# Communities > Antique Arms & Armour Community > Antique & Military Sword Forum >  M.C. Lilley & Co. Military Academy Sword

## George Wheeler

Gentlemen,

I have a Military Academy sword trade marked by M.C. Lilley & Company in Columnbus, Ohio.  This sword was regulation from roughly 1872 until 1922 when the "MA" in the guard was changed to a helmet device.  The sword is named to the cadet but I am trying to find the correct time period for this sword.

Mitchell C. Lilley & Company started in 1851 and the name, "The M.C. Lilley & Co." was trademarked in 1882.  I am having trouble finding the end date of this marking.  Period catalogs seem to show this company trade name being used until around WWI and the 1924 catalog name shows, "The Lilley Co."  Lilley absorbed Henderson-Ames in 1923 and swords were generally marked in this manner for the next ten years.

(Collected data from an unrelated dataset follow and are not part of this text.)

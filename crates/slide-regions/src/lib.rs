pub mod export;
mod options;
pub mod orchestrator;
mod regions;
mod render;
pub mod session;
mod types;
pub mod worker;

pub use export::{crop_file_name, export_crops, is_crop_file, result_path_for};
pub use options::*;
pub use orchestrator::{Navigator, Orchestrator, PageSource, RunSummary};
pub use regions::RegionStore;
pub use render::render_overlay;
pub use session::{
    AnnotationSession, DisplayBackend, InputEvent, KeyCode, Outcome, PointerKind, SessionResult,
};
pub use types::*;
pub use worker::{
    OcrWorker, PassOutcome, PlaceholderRecognizer, Recognizer, StopSignal, WorkerHandle,
    WorkerReport,
};
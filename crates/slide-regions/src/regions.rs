use crate::types::Region;

/// Ordered regions drawn on the page currently being annotated.
///
/// Insertion order matters only for undo: the most recent region goes first.
#[derive(Debug, Clone, Default, PartialEq)]
pub struct RegionStore {
    regions: Vec<Region>,
}

impl RegionStore {
    pub fn new() -> Self {
        Self::default()
    }

    pub fn append(&mut self, region: Region) {
        self.regions.push(region);
    }

    /// Remove the most recently appended region, if any.
    pub fn undo_last(&mut self) -> Option<Region> {
        self.regions.pop()
    }

    pub fn clear(&mut self) {
        self.regions.clear();
    }

    pub fn snapshot(&self) -> &[Region] {
        &self.regions
    }

    pub fn len(&self) -> usize {
        self.regions.len()
    }

    pub fn is_empty(&self) -> bool {
        self.regions.is_empty()
    }

    pub fn into_vec(self) -> Vec<Region> {
        self.regions
    }
}
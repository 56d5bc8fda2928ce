//! Interactive annotation of a single page
//!
//! An [`AnnotationSession`] owns the regions drawn on one visit to one page.
//! It talks to the window system only through [`DisplayBackend`], so the same
//! state machine runs behind the egui viewer and behind scripted test backends.

use image::RgbaImage;
use serde::{Deserialize, Serialize};
use std::fmt;
use std::str::FromStr;
use std::time::Duration;

use crate::options::{AnnotateOptions, KeyAction};
use crate::regions::RegionStore;
use crate::render::render_overlay;
use crate::types::*;

/// Window and input capabilities the annotation loop needs
pub trait DisplayBackend {
    fn set_title(&mut self, title: &str) -> Result<()>;

    /// Show a fully composed frame (page plus overlay)
    fn present(&mut self, frame: &RgbaImage) -> Result<()>;

    /// Wait at most `timeout` for the next input event
    fn poll_event(&mut self, timeout: Duration) -> Result<Option<InputEvent>>;
}

#[derive(Debug, Clone, Copy, PartialEq, Eq)]
pub enum PointerKind {
    Press,
    Release,
    Move,
}

#[derive(Debug, Clone, Copy, PartialEq, Eq)]
pub enum InputEvent {
    /// Primary button activity, in page pixel coordinates
    Pointer { kind: PointerKind, x: i32, y: i32 },
    Key(KeyCode),
    /// The window went away; treated like the cancel key
    Closed,
}

impl InputEvent {
    pub fn press(x: i32, y: i32) -> Self {
        Self::Pointer {
            kind: PointerKind::Press,
            x,
            y,
        }
    }

    pub fn release(x: i32, y: i32) -> Self {
        Self::Pointer {
            kind: PointerKind::Release,
            x,
            y,
        }
    }
}

/// Key identity as delivered by a backend and written in config files
#[derive(Debug, Clone, Copy, PartialEq, Eq, Hash, Serialize, Deserialize)]
#[serde(try_from = "String", into = "String")]
pub enum KeyCode {
    Char(char),
    Escape,
    Enter,
    Space,
    Backspace,
    ArrowLeft,
    ArrowRight,
    ArrowUp,
    ArrowDown,
}

impl fmt::Display for KeyCode {
    fn fmt(&self, f: &mut fmt::Formatter<'_>) -> fmt::Result {
        match self {
            KeyCode::Char(c) => write!(f, "{}", c),
            KeyCode::Escape => write!(f, "Escape"),
            KeyCode::Enter => write!(f, "Enter"),
            KeyCode::Space => write!(f, "Space"),
            KeyCode::Backspace => write!(f, "Backspace"),
            KeyCode::ArrowLeft => write!(f, "ArrowLeft"),
            KeyCode::ArrowRight => write!(f, "ArrowRight"),
            KeyCode::ArrowUp => write!(f, "ArrowUp"),
            KeyCode::ArrowDown => write!(f, "ArrowDown"),
        }
    }
}

impl FromStr for KeyCode {
    type Err = String;

    fn from_str(s: &str) -> std::result::Result<Self, Self::Err> {
        let mut chars = s.chars();
        if let (Some(c), None) = (chars.next(), chars.next()) {
            return Ok(KeyCode::Char(c.to_ascii_lowercase()));
        }
        match s {
            "Escape" | "Esc" => Ok(KeyCode::Escape),
            "Enter" | "Return" => Ok(KeyCode::Enter),
            "Space" => Ok(KeyCode::Space),
            "Backspace" => Ok(KeyCode::Backspace),
            "ArrowLeft" | "Left" => Ok(KeyCode::ArrowLeft),
            "ArrowRight" | "Right" => Ok(KeyCode::ArrowRight),
            "ArrowUp" | "Up" => Ok(KeyCode::ArrowUp),
            "ArrowDown" | "Down" => Ok(KeyCode::ArrowDown),
            _ => Err(format!("Unknown key: {:?}", s)),
        }
    }
}

impl TryFrom<String> for KeyCode {
    type Error = String;

    fn try_from(value: String) -> std::result::Result<Self, Self::Error> {
        value.parse()
    }
}

impl From<KeyCode> for String {
    fn from(key: KeyCode) -> Self {
        key.to_string()
    }
}

/// How a page visit ended
#[derive(Debug, Clone, Copy, PartialEq, Eq)]
pub enum Outcome {
    /// Save and move to the next page
    Next,
    /// Save and move to the previous page
    Back,
    /// Stop without saving this page
    Quit,
}

#[derive(Debug, Clone, PartialEq)]
pub struct SessionResult {
    pub outcome: Outcome,
    /// Regions as drawn; always empty for [`Outcome::Quit`]
    pub regions: Vec<Region>,
}

/// Annotation state for one visit to one page
pub struct AnnotationSession<'a> {
    page: &'a RgbaImage,
    page_number: usize,
    page_count: usize,
    options: &'a AnnotateOptions,
    store: RegionStore,
    anchor: Option<Point>,
    dirty: bool,
}

impl<'a> AnnotationSession<'a> {
    /// `page_number` is 1-based and only used for display.
    pub fn new(
        page: &'a RgbaImage,
        page_number: usize,
        page_count: usize,
        options: &'a AnnotateOptions,
    ) -> Self {
        Self {
            page,
            page_number,
            page_count,
            options,
            store: RegionStore::new(),
            anchor: None,
            dirty: true,
        }
    }

    pub fn title(&self) -> String {
        format!(
            "{} - ({} / {})",
            self.options.window_title, self.page_number, self.page_count
        )
    }

    pub fn regions(&self) -> &[Region] {
        self.store.snapshot()
    }

    /// True while a press has been seen without its release
    pub fn is_dragging(&self) -> bool {
        self.anchor.is_some()
    }

    pub fn render_frame(&self) -> RgbaImage {
        render_overlay(self.page, self.store.snapshot(), &self.options.overlay)
    }

    /// Apply one input event. Returns the outcome once the page is done.
    pub fn handle_event(&mut self, event: InputEvent) -> Option<Outcome> {
        match event {
            InputEvent::Pointer { kind, x, y } => {
                self.handle_pointer(kind, Point::new(x, y));
                None
            }
            InputEvent::Key(key) => self.handle_key(key),
            InputEvent::Closed => Some(Outcome::Quit),
        }
    }

    fn handle_pointer(&mut self, kind: PointerKind, point: Point) {
        match kind {
            PointerKind::Press => self.anchor = Some(point),
            PointerKind::Release => {
                if let Some(anchor) = self.anchor.take() {
                    let region = Region::new(anchor, point);
                    log::debug!("Region added on page {}: {:?}", self.page_number, region);
                    self.store.append(region);
                    self.dirty = true;
                }
            }
            PointerKind::Move => {}
        }
    }

    fn handle_key(&mut self, key: KeyCode) -> Option<Outcome> {
        match self.options.keys.action_for(key)? {
            KeyAction::Undo => {
                if self.store.undo_last().is_some() {
                    self.dirty = true;
                }
                None
            }
            KeyAction::Clear => {
                if !self.store.is_empty() {
                    self.store.clear();
                    self.dirty = true;
                }
                None
            }
            KeyAction::Advance => Some(Outcome::Next),
            KeyAction::Retreat => Some(Outcome::Back),
            KeyAction::Cancel => Some(Outcome::Quit),
        }
    }

    /// Drive the page until an outcome is reached.
    pub fn run(mut self, backend: &mut impl DisplayBackend) -> Result<SessionResult> {
        backend.set_title(&self.title())?;
        let timeout = self.options.poll_interval();

        loop {
            if self.dirty {
                let frame = self.render_frame();
                backend.present(&frame)?;
                self.dirty = false;
            }

            let Some(event) = backend.poll_event(timeout)? else {
                continue;
            };

            if let Some(outcome) = self.handle_event(event) {
                return Ok(self.finish(outcome));
            }
        }
    }

    pub fn finish(self, outcome: Outcome) -> SessionResult {
        let regions = match outcome {
            Outcome::Quit => Vec::new(),
            Outcome::Next | Outcome::Back => self.store.into_vec(),
        };
        SessionResult { outcome, regions }
    }
}
use thiserror::Error;

#[derive(Error, Debug)]
pub enum RegionError {
    #[error("IO error: {0}")]
    Io(#[from] std::io::Error),
    #[error("Image error: {0}")]
    Image(#[from] image::ImageError),
    #[error("JSON error: {0}")]
    Json(#[from] serde_json::Error),
    #[error("Invalid configuration: {0}")]
    Config(String),
    #[error("Document contains no pages")]
    NoPages,
    #[error("Page index {index} out of range (document has {count} pages)")]
    PageOutOfRange { index: usize, count: usize },
    #[error("Render error: {0}")]
    Render(String),
    #[error("Display backend error: {0}")]
    Backend(String),
    #[error("Task join error: {0}")]
    TaskJoin(#[from] tokio::task::JoinError),
}

pub type Result<T> = std::result::Result<T, RegionError>;

/// A position in page pixel coordinates. May lie outside the page bounds.
#[derive(Debug, Clone, Copy, PartialEq, Eq, Hash, Default)]
pub struct Point {
    pub x: i32,
    pub y: i32,
}

impl Point {
    pub fn new(x: i32, y: i32) -> Self {
        Self { x, y }
    }
}

/// A user-drawn rectangle, stored exactly as entered (press point, release point).
///
/// Corners are not normalized; the exporter sorts and clamps them.
#[derive(Debug, Clone, Copy, PartialEq, Eq, Hash)]
pub struct Region {
    pub start: Point,
    pub end: Point,
}

impl Region {
    pub fn new(start: Point, end: Point) -> Self {
        Self { start, end }
    }

    /// Sort corners per axis and clamp them to `[0, width] x [0, height]`.
    ///
    /// Returns `None` when the clamped rectangle has zero width or height.
    pub fn normalized(&self, width: u32, height: u32) -> Option<PixelRect> {
        let (x1, x2) = clamp_span(self.start.x, self.end.x, width);
        let (y1, y2) = clamp_span(self.start.y, self.end.y, height);
        if x2 == x1 || y2 == y1 {
            return None;
        }
        Some(PixelRect {
            x: x1,
            y: y1,
            width: x2 - x1,
            height: y2 - y1,
        })
    }
}

fn clamp_span(a: i32, b: i32, limit: u32) -> (u32, u32) {
    let clamp = |v: i32| -> u32 { (v.max(0) as i64).min(limit as i64) as u32 };
    (clamp(a.min(b)), clamp(a.max(b)))
}

/// Non-empty, in-bounds rectangle ready to be cropped.
#[derive(Debug, Clone, Copy, PartialEq, Eq)]
pub struct PixelRect {
    pub x: u32,
    pub y: u32,
    pub width: u32,
    pub height: u32,
}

This Military Academy sword obviously pre-dates 1922 but it would be nice to narrow down the time frame from 1882 to 1922.  

Does anyone have a M.C. Lilley & Company catalog from this tiime period that shows this sword?

----------


## George Wheeler

Anyone with any thoughts or information on "The M.C. Lilley & Co." marking?

The sword knot that accompanied this sword is the one worn on the Model 1902 Officer Sword.  Assuming the sword knot is original to the sword, it would seem to narrow the time frame for this particular sword down to circa 1902-1924.

----------


## Glen C.

The only thing that had come to mind was a dealer's reference of these (J Pettit via Gunbroker mebbe, it's all a blur) being a standard pattern from the 1880s (iirc) until 1902 but he offers no background for that statement. There are some other Listings i can look at again but I don't recall anything pertinent to this maker's mark. let me check a couple of more notes sources though. I don't recall if Ron Ruble breaks down the markings for this source (for instance). I think it was Pettit that was listing it as a militia officer sword vs academy which might have been from catalog literature.

Cheers

Hotspur; _they may have continued use much longer than their manufacture period, so the knot cold have been added anytime after those appeared_

----------


## Glen C.

From Ron Rubles site. BTW his entire inventory is MINE!!! jk :Embarrassment: 

Sword markings by date.

LILLEY AMES CO. 
Columbus Ohio 1951-1953 	

THE LILLEY-AMES CO. 
Columbus Ohio 1931-1951 

THE LILLEY CO. 
Columbus Ohio 1925-1931 	

THE M. C. LILLEY & CO 
Columbus Ohio 1882-1925 

M. C. LILLEY & CO 
Columbus Ohio 1865-1882 	

MITCHELL C. LILLEY 
Columbus Ohio up to 1865


Cheers

Hotspur; _I guess that's all pretty redundant to what you have so far but let me check something else._

----------


## George Wheeler

Glen,

Thank you for the breakdown of the sword marking.  I will try and research the Cadet's name a bit later but I guess I will still have to throw a wide net to encompass the possible dates for this sword.  

George

----------